I did my best to be diplomatic about it.  “I’m sure you think you saw something.  Maybe you just dreamed the whole thing.  Are you sure you were awake?”

She scowled.  “Yes, I’m sure.  Laugh all you want, but something weird happened last night.  I don’t know how I’m supposed to sleep any more with something creepy invading my room.”

I thought about telling her sleeping with a Kalquorian man does wonders for getting rest.  However, that’s a bit more sharing than I care to do right now.  If being friends with Katrina and Candy has taught me anything, it’s that there is a such thing as oversharing.

Monday, October 13, 2014

March 29, late



I can’t sleep.  It’s my first night back in my room, I’m surrounded by familiar things, Betra took care of my sexual needs earlier today, and I’m beyond exhausted.   And yet, I’m afraid to close my eyes.

It’s not that the shadows are bothering me again.  When I wrote how safe I felt earlier today, that was true.  It still is.  There have been no imagined black eyes staring out of corners.  No brightly colored waistcoat hems flashing at the corner of my vision.  I have no urge to hide in my closet or anywhere else.  I really am better where all of that is concerned.

Yet I can feel the nightmares waiting to jump on me the instant I try to settle down.  The moment I start that gentle slide into sleep, I’m back on Finiuld’s ship.  I hear Oses screaming in pain.  I feel the humiliation of being teased and slapped by the Little Creep’s guests.  I remember the Earther man’s cries as Oses did what he had to in order to keep me and my unborn child safe.  I feel Finiuld’s desperate attempts to escape as I choked him.  And then there is the maddened violence of beating Glidas’ brains out.

Too many memories wait for me in sleep.  I’m terrified to go there.

At least in Medical when I started whimpering or screaming, an orderly or nurse would be at my side in an instant.  If I asked, a staff member would sit by my bed all night, holding my hand so I could feel some sense of security while I slept.  Betra also sat with me a couple of nights when he found out I was having trouble with nightmares.

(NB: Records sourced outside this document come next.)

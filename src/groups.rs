//! Summary groups: reports ranked against each other by the same senior.

use chrono::NaiveDate;
use std::collections::BTreeMap;

use crate::models::{
    BilletSubcategory, PromotionStatus, Report, ReportType, SummaryGroup,
};
use crate::traits;

/// Everything that has to match for two reports to be ranked together.
#[derive(Debug, Clone, PartialEq, Eq, PartialOrd, Ord)]
pub struct RankingKey {
    pub report_type: ReportType,
    pub senior_name: String,
    pub period_end: Option<NaiveDate>,
    pub rate: String,
    pub desig: String,
    pub group: Option<SummaryGroup>,
    pub promotion_status: Option<PromotionStatus>,
    pub regular: bool,
    pub concurrent: bool,
    pub ops_cdr: bool,
    pub billet_subcategory: Option<BilletSubcategory>,
}

impl RankingKey {
    pub fn of(report: &Report) -> Self {
        Self {
            report_type: report.report_type(),
            senior_name: report.senior_name.trim().to_uppercase(),
            period_end: report.period_end,
            rate: report.rate.trim().to_uppercase(),
            desig: report.desig.trim().to_uppercase(),
            group: report.group,
            promotion_status: report.promotion_status,
            regular: report.regular,
            concurrent: report.concurrent,
            ops_cdr: report.ops_cdr(),
            billet_subcategory: report.billet_subcategory,
        }
    }

    /// Short description for listings, e.g. `FITREP LT ACT 25JAN31 (SMITH)`.
    pub fn describe(&self) -> String {
        let mut parts = vec![self.report_type.title().to_string()];
        if !self.rate.is_empty() {
            parts.push(self.rate.clone());
        }
        if let Some(group) = self.group {
            parts.push(group.to_string());
        }
        if let Some(status) = self.promotion_status {
            parts.push(status.to_string());
        }
        if let Some(end) = self.period_end {
            parts.push(crate::render::format_date(Some(end)));
        }
        if !self.senior_name.is_empty() {
            parts.push(format!("({})", self.senior_name));
        }
        parts.join(" ")
    }
}

#[derive(Debug, Clone)]
pub struct RankingGroup {
    pub key: RankingKey,
    pub reports: Vec<Report>,
}

impl RankingGroup {
    /// Average of the member averages of reports with graded traits.
    pub fn average(&self) -> String {
        let averages: Vec<f64> = self
            .reports
            .iter()
            .filter(|r| r.has_observed_traits())
            .filter_map(|r| r.member_average().parse().ok())
            .collect();
        if averages.is_empty() {
            return "0.00".to_string();
        }
        format!("{:.2}", averages.iter().sum::<f64>() / averages.len() as f64)
    }
}

/// Buckets reports into summary groups, in key order.
pub fn ranking_groups(reports: &[Report]) -> Vec<RankingGroup> {
    let mut buckets: BTreeMap<RankingKey, Vec<Report>> = BTreeMap::new();
    for report in reports {
        buckets
            .entry(RankingKey::of(report))
            .or_default()
            .push(report.clone());
    }
    buckets
        .into_iter()
        .map(|(key, reports)| RankingGroup { key, reports })
        .collect()
}

/// The summary-group average printed on `report`'s form.
///
/// `others` is every stored report; `report` itself is counted once even if
/// it is already among them. A report alone in its group gets its own average.
pub fn summary_group_average(report: &Report, others: &[Report]) -> String {
    let key = RankingKey::of(report);
    let mut members: Vec<Report> = others
        .iter()
        .filter(|r| report.id.is_none() || r.id != report.id)
        .filter(|r| RankingKey::of(r) == key)
        .cloned()
        .collect();
    members.push(report.clone());

    let group = RankingGroup { key, reports: members };
    if group.reports.iter().any(|r| r.has_observed_traits()) {
        group.average()
    } else {
        traits::average(&[])
    }
}

#[cfg(test)]
mod tests {
    use super::*;
    use crate::models::ReportKind;

    fn fitrep(id: i64, senior: &str, leadership: u8) -> Report {
        let mut report = Report::new(ReportType::Fitrep);
        report.id = Some(id);
        report.rate = "LT".to_string();
        report.group = Some(SummaryGroup::Act);
        report.senior_name = senior.to_string();
        report.period_end = NaiveDate::from_ymd_opt(2025, 1, 31);
        if let ReportKind::Fitrep(extra) = &mut report.kind {
            extra.leadership = Some(leadership);
        }
        report
    }

    #[test]
    fn test_groups_split_on_senior_and_kind() {
        let reports = vec![
            fitrep(1, "SMITH", 4),
            fitrep(2, "smith ", 2),
            fitrep(3, "JONES", 5),
            Report::new(ReportType::Eval),
        ];
        let groups = ranking_groups(&reports);
        assert_eq!(groups.len(), 3);
        let smith = groups.iter().find(|g| g.key.senior_name == "SMITH").unwrap();
        assert_eq!(smith.reports.len(), 2);
        assert_eq!(smith.average(), "3.00");
    }

    #[test]
    fn test_groups_split_on_type_flags() {
        let mut concurrent = fitrep(2, "SMITH", 3);
        concurrent.concurrent = true;
        let groups = ranking_groups(&[fitrep(1, "SMITH", 3), concurrent]);
        assert_eq!(groups.len(), 2);
    }

    #[test]
    fn test_summary_average_counts_report_once() {
        let stored = vec![fitrep(1, "SMITH", 4), fitrep(2, "SMITH", 2)];
        let mut current = stored[0].clone();
        if let ReportKind::Fitrep(extra) = &mut current.kind {
            extra.leadership = Some(5);
        }
        assert_eq!(summary_group_average(&current, &stored), "3.50");
    }

    #[test]
    fn test_summary_average_alone_is_member_average() {
        let report = fitrep(9, "NOBODY", 4);
        assert_eq!(summary_group_average(&report, &[]), "4.00");
        assert_eq!(
            summary_group_average(&Report::new(ReportType::Eval), &[]),
            "0.00"
        );
    }

    #[test]
    fn test_unobserved_members_do_not_drag_average() {
        let mut nob = fitrep(2, "SMITH", 0);
        nob.not_observed = true;
        let group = RankingGroup {
            key: RankingKey::of(&nob),
            reports: vec![fitrep(1, "SMITH", 4), nob],
        };
        assert_eq!(group.average(), "4.00");
    }

    #[test]
    fn test_describe_key() {
        let key = RankingKey::of(&fitrep(1, "SMITH", 4));
        assert_eq!(key.describe(), "FITREP LT ACT 25JAN31 (SMITH)");
    }
}
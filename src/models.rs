use anyhow::anyhow;
use chrono::NaiveDate;
use serde::{Deserialize, Serialize};

/// Declares a form enumeration that serializes as the code printed on the form.
macro_rules! form_code {
    (
        $(#[$meta:meta])*
        $name:ident {
            $($(#[$vmeta:meta])* $variant:ident => $code:literal),+ $(,)?
        }
    ) => {
        $(#[$meta])*
        #[derive(Debug, Clone, Copy, PartialEq, Eq, Hash, PartialOrd, Ord, Serialize, Deserialize)]
        pub enum $name {
            $($(#[$vmeta])* #[serde(rename = $code)] $variant,)+
        }

        impl $name {
            pub const ALL: &'static [$name] = &[$($name::$variant),+];

            pub fn code(self) -> &'static str {
                match self {
                    $($name::$variant => $code,)+
                }
            }
        }

        impl std::fmt::Display for $name {
            fn fmt(&self, f: &mut std::fmt::Formatter<'_>) -> std::fmt::Result {
                f.write_str(self.code())
            }
        }

        impl std::str::FromStr for $name {
            type Err = anyhow::Error;

            fn from_str(s: &str) -> anyhow::Result<Self> {
                let wanted = s.trim();
                Self::ALL
                    .iter()
                    .copied()
                    .find(|v| v.code().eq_ignore_ascii_case(wanted))
                    .ok_or_else(|| anyhow!("Unknown {} code '{}'", stringify!($name), s))
            }
        }
    };
}

form_code! {
    /// Competitive category the member is ranked in (block 3-6).
    SummaryGroup {
        Act => "ACT",
        Tar => "TAR",
        Inact => "INACT",
        #[serde(alias = "ATADSW")]
        AtAdos => "AT-ADOS",
    }
}

form_code! {
    PromotionStatus {
        Regular => "REGULAR",
        Frocked => "FROCKED",
        Selected => "SELECTED",
        Spot => "SPOT",
    }
}

form_code! {
    PhysicalReadiness {
        Pass => "P",
        BcaPass => "B",
        Fail => "F",
        MedicallyWaived => "M",
        Waived => "W",
        NoPfa => "N",
    }
}

form_code! {
    BilletSubcategory {
        Na => "NA",
        Basic => "BASIC",
        Approved => "APPROVED",
        IndivAug => "INDIV AUG",
        CoAfloat => "CO AFLOAT",
        CoAshore => "CO ASHORE",
        Oic => "OIC",
        SeaComp => "SEA COMP",
        Crf => "CRF",
        Canvasser => "CANVASSER",
        Resident => "RESIDENT",
        Intern => "INTERN",
        Instructor => "INSTRUCTOR",
        Student => "STUDENT",
        Resac1 => "RESAC1",
        Resac6 => "RESAC6",
        Screened => "SCREENED",
        Special01 => "SPECIAL01",
        Special02 => "SPECIAL02",
        Special03 => "SPECIAL03",
        Special04 => "SPECIAL04",
        Special05 => "SPECIAL05",
        Special06 => "SPECIAL06",
        Special07 => "SPECIAL07",
        Special08 => "SPECIAL08",
        Special09 => "SPECIAL09",
        Special10 => "SPECIAL10",
        Special11 => "SPECIAL11",
        Special12 => "SPECIAL12",
        Special13 => "SPECIAL13",
        Special14 => "SPECIAL14",
        Special15 => "SPECIAL15",
        Special16 => "SPECIAL16",
        Special17 => "SPECIAL17",
        Special18 => "SPECIAL18",
        Special19 => "SPECIAL19",
        Special20 => "SPECIAL20",
    }
}

/// Individual promotion recommendation (block 42), stored as its 0-5 value.
#[derive(Debug, Clone, Copy, PartialEq, Eq, Hash, Serialize, Deserialize)]
#[serde(try_from = "u8", into = "u8")]
pub enum PromotionRecommendation {
    NotObserved = 0,
    SignificantProblems = 1,
    Progressing = 2,
    Promotable = 3,
    MustPromote = 4,
    EarlyPromote = 5,
}

impl PromotionRecommendation {
    pub const ALL: &'static [PromotionRecommendation] = &[
        PromotionRecommendation::NotObserved,
        PromotionRecommendation::SignificantProblems,
        PromotionRecommendation::Progressing,
        PromotionRecommendation::Promotable,
        PromotionRecommendation::MustPromote,
        PromotionRecommendation::EarlyPromote,
    ];

    pub fn label(self) -> &'static str {
        match self {
            PromotionRecommendation::NotObserved => "NOB",
            PromotionRecommendation::SignificantProblems => "Significant Problems",
            PromotionRecommendation::Progressing => "Progressing",
            PromotionRecommendation::Promotable => "Promotable",
            PromotionRecommendation::MustPromote => "Must Promote",
            PromotionRecommendation::EarlyPromote => "Early Promote",
        }
    }
}

impl TryFrom<u8> for PromotionRecommendation {
    type Error = String;

    fn try_from(value: u8) -> Result<Self, Self::Error> {
        Self::ALL
            .iter()
            .copied()
            .find(|rec| u8::from(*rec) == value)
            .ok_or_else(|| format!("promotion recommendation must be 0-5, got {}", value))
    }
}

impl From<PromotionRecommendation> for u8 {
    fn from(rec: PromotionRecommendation) -> u8 {
        rec as u8
    }
}

/// Which form a report is printed on.
#[derive(Debug, Clone, Copy, PartialEq, Eq, Hash, PartialOrd, Ord, clap::ValueEnum)]
pub enum ReportType {
    Fitrep,
    Eval,
    #[value(name = "chiefeval")]
    ChiefEval,
}

impl ReportType {
    pub fn tag(self) -> &'static str {
        match self {
            ReportType::Fitrep => "fitrep",
            ReportType::Eval => "eval",
            ReportType::ChiefEval => "chiefeval",
        }
    }

    pub fn title(self) -> &'static str {
        match self {
            ReportType::Fitrep => "FITREP",
            ReportType::Eval => "EVAL",
            ReportType::ChiefEval => "CHIEF EVAL",
        }
    }

    pub fn from_tag(tag: &str) -> anyhow::Result<Self> {
        match tag {
            "fitrep" => Ok(ReportType::Fitrep),
            "eval" => Ok(ReportType::Eval),
            "chiefeval" => Ok(ReportType::ChiefEval),
            other => Err(anyhow!("Unknown report type '{}'", other)),
        }
    }
}

#[derive(Debug, Clone, Default, PartialEq, Serialize, Deserialize)]
#[serde(default)]
pub struct FitrepExtra {
    pub det_rs: bool,  // detachment of reporting senior
    pub ops_cdr: bool, // ops commander report
    pub physical_readiness: Option<PhysicalReadiness>,
    pub pro_expertise: Option<u8>,
    pub cmd_climate: Option<u8>,
    pub bearing_and_character: Option<u8>,
    pub teamwork: Option<u8>,
    pub accomp_and_initiative: Option<u8>,
    pub leadership: Option<u8>,
    pub tactical_performance: Option<u8>,
}

#[derive(Debug, Clone, Default, PartialEq, Serialize, Deserialize)]
#[serde(default)]
pub struct EvalExtra {
    pub prom_frock: bool,
    pub physical_readiness: Option<PhysicalReadiness>,
    pub prof_knowledge: Option<u8>,
    pub quality_of_work: Option<u8>,
    pub cmd_climate: Option<u8>,
    pub bearing_and_character: Option<u8>,
    pub initiative: Option<u8>,
    pub teamwork: Option<u8>,
    pub leadership: Option<u8>,
    pub achievements: String,
    pub retain: Option<bool>,
}

#[derive(Debug, Clone, Default, PartialEq, Serialize, Deserialize)]
#[serde(default)]
pub struct ChiefEvalExtra {
    pub physical_readiness: Option<PhysicalReadiness>,
    pub technical_mastery: Option<u8>,
    pub expertise: Option<u8>,
    pub professionalism: Option<u8>,
    pub integrity: Option<u8>,
    pub accountability: Option<u8>,
    pub leadership: Option<u8>,
    pub teamwork: Option<u8>,
}

/// Fields that only exist on one kind of form, tagged by `doc_type`.
#[derive(Debug, Clone, PartialEq, Serialize, Deserialize)]
#[serde(tag = "doc_type", rename_all = "lowercase")]
pub enum ReportKind {
    Fitrep(FitrepExtra),
    Eval(EvalExtra),
    ChiefEval(ChiefEvalExtra),
}

impl Default for ReportKind {
    fn default() -> Self {
        ReportKind::Fitrep(FitrepExtra::default())
    }
}

/// One performance trait score and the label printed next to it.
#[derive(Debug, Clone, Copy, PartialEq, Eq)]
pub struct TraitScore {
    pub label: &'static str,
    pub score: Option<u8>,
}

pub const TRAIT_COUNT: usize = 7;

#[derive(Debug, Clone, Default, PartialEq, Serialize, Deserialize)]
#[serde(default)]
pub struct Report {
    #[serde(skip_serializing_if = "Option::is_none")]
    pub id: Option<i64>,
    pub name: String,
    pub rate: String,
    pub desig: String,
    pub ssn: String,
    pub group: Option<SummaryGroup>,
    pub uic: String,
    pub station: String,
    pub promotion_status: Option<PromotionStatus>,
    pub date_reported: Option<NaiveDate>,
    pub periodic: bool,
    pub det_indiv: bool,
    pub special: bool,
    pub period_start: Option<NaiveDate>,
    pub period_end: Option<NaiveDate>,
    pub not_observed: bool,
    pub regular: bool,
    pub concurrent: bool,
    pub billet_subcategory: Option<BilletSubcategory>,
    pub senior_name: String,
    pub senior_grade: String,
    pub senior_desig: String,
    pub senior_title: String,
    pub senior_uic: String,
    pub senior_ssn: String,
    pub senior_address: String,
    pub job: String,
    pub duties_abbreviation: String,
    pub duties_description: String,
    pub date_counseled: Option<NaiveDate>,
    pub counselor: String,
    pub career_rec_1: String,
    pub career_rec_2: String,
    pub comments: String,
    pub indiv_promo_rec: Option<PromotionRecommendation>,
    #[serde(flatten)]
    pub kind: ReportKind,
}

impl Report {
    /// A blank report of the given type, as a user starts it.
    pub fn new(report_type: ReportType) -> Self {
        let kind = match report_type {
            ReportType::Fitrep => ReportKind::Fitrep(FitrepExtra::default()),
            ReportType::Eval => ReportKind::Eval(EvalExtra::default()),
            ReportType::ChiefEval => ReportKind::ChiefEval(ChiefEvalExtra::default()),
        };
        Self {
            kind,
            ..Self::default()
        }
    }

    pub fn report_type(&self) -> ReportType {
        match self.kind {
            ReportKind::Fitrep(_) => ReportType::Fitrep,
            ReportKind::Eval(_) => ReportType::Eval,
            ReportKind::ChiefEval(_) => ReportType::ChiefEval,
        }
    }

    pub fn det_rs(&self) -> bool {
        matches!(&self.kind, ReportKind::Fitrep(extra) if extra.det_rs)
    }

    pub fn ops_cdr(&self) -> bool {
        matches!(&self.kind, ReportKind::Fitrep(extra) if extra.ops_cdr)
    }

    pub fn physical_readiness(&self) -> Option<PhysicalReadiness> {
        match &self.kind {
            ReportKind::Fitrep(extra) => extra.physical_readiness,
            ReportKind::Eval(extra) => extra.physical_readiness,
            ReportKind::ChiefEval(extra) => extra.physical_readiness,
        }
    }

    /// The seven performance traits of this form, in printed order.
    pub fn trait_scores(&self) -> [TraitScore; TRAIT_COUNT] {
        let t = |label, score| TraitScore { label, score };
        match &self.kind {
            ReportKind::Fitrep(x) => [
                t("Professional Expertise", x.pro_expertise),
                t("Command or Organizational Climate", x.cmd_climate),
                t("Military Bearing/Character", x.bearing_and_character),
                t("Teamwork", x.teamwork),
                t("Mission Accomplishment and Initiative", x.accomp_and_initiative),
                t("Leadership", x.leadership),
                t("Tactical Performance", x.tactical_performance),
            ],
            ReportKind::Eval(x) => [
                t("Professional Knowledge", x.prof_knowledge),
                t("Quality of Work", x.quality_of_work),
                t("Command or Organizational Climate", x.cmd_climate),
                t("Military Bearing/Character", x.bearing_and_character),
                t("Personal Job Accomplishment/Initiative", x.initiative),
                t("Teamwork", x.teamwork),
                t("Leadership", x.leadership),
            ],
            ReportKind::ChiefEval(x) => [
                t("Technical Mastery", x.technical_mastery),
                t("Expertise", x.expertise),
                t("Professionalism", x.professionalism),
                t("Integrity", x.integrity),
                t("Accountability", x.accountability),
                t("Leadership", x.leadership),
                t("Teamwork", x.teamwork),
            ],
        }
    }

    /// "FITREP for DOE, JOHN A", used as the PDF title.
    pub fn title(&self) -> String {
        let name = if self.name.trim().is_empty() {
            "(unnamed)"
        } else {
            self.name.trim()
        };
        format!("{} for {}", self.report_type().title(), name)
    }
}

#[cfg(test)]
mod tests {
    use super::*;

    #[test]
    fn test_form_codes_round_trip_through_from_str() {
        for group in SummaryGroup::ALL {
            assert_eq!(group.code().parse::<SummaryGroup>().unwrap(), *group);
        }
        assert_eq!("indiv aug".parse::<BilletSubcategory>().unwrap(), BilletSubcategory::IndivAug);
        assert!("ACTIVE".parse::<SummaryGroup>().is_err());
    }

    #[test]
    fn test_summary_group_accepts_legacy_code() {
        let group: SummaryGroup = serde_json::from_str("\"ATADSW\"").unwrap();
        assert_eq!(group, SummaryGroup::AtAdos);
        assert_eq!(serde_json::to_string(&group).unwrap(), "\"AT-ADOS\"");
    }

    #[test]
    fn test_promotion_recommendation_rejects_out_of_range() {
        let rec: PromotionRecommendation = serde_json::from_str("4").unwrap();
        assert_eq!(rec, PromotionRecommendation::MustPromote);
        assert!(serde_json::from_str::<PromotionRecommendation>("6").is_err());
    }

    #[test]
    fn test_report_json_carries_doc_type_and_variant_fields() {
        let mut report = Report::new(ReportType::Fitrep);
        report.name = "DOE, JOHN A".to_string();
        if let ReportKind::Fitrep(extra) = &mut report.kind {
            extra.ops_cdr = true;
            extra.leadership = Some(4);
        }

        let value = serde_json::to_value(&report).unwrap();
        assert_eq!(value["doc_type"], "fitrep");
        assert_eq!(value["ops_cdr"], true);
        assert_eq!(value["leadership"], 4);
        assert!(value.get("id").is_none());

        let back: Report = serde_json::from_value(value).unwrap();
        assert_eq!(back, report);
    }

    #[test]
    fn test_variant_only_flags_are_false_elsewhere() {
        let eval = Report::new(ReportType::Eval);
        assert!(!eval.det_rs());
        assert!(!eval.ops_cdr());
        assert_eq!(eval.report_type(), ReportType::Eval);
    }

    #[test]
    fn test_trait_scores_follow_variant() {
        let mut chief = Report::new(ReportType::ChiefEval);
        if let ReportKind::ChiefEval(extra) = &mut chief.kind {
            extra.integrity = Some(5);
        }
        let scores = chief.trait_scores();
        assert_eq!(scores[3].label, "Integrity");
        assert_eq!(scores[3].score, Some(5));
        assert_eq!(scores.iter().filter(|t| t.score.is_some()).count(), 1);
    }
}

I hate to be needy, but I’m so tired.  I need to rest, and eventually I’ll crash no matter how scared I am.  The thought of facing those terrors in my head alone is bringing me to tears.  I don’t think I can do this.  I’m trying to be strong, but it’s too much.

I’m going to com Betra and ask him if I can spend the night with him.  Just this one time.  I’ll be better tomorrow.  The longer I’m home on the transport, the better I will get.  I know I will.  I just need this one night to adjust.

I just got off the com with Betra.  He’s coming to get me and walk me back to his quarters.  I feel so much better already, knowing I’ll be with him.  The big sweetie didn’t even sound the least bit impatient with me either.  I’m sure I woke him up, but he wasn’t cranky at all.  He simply said, “I’m on my way to get you, Shalia.”  Just like that.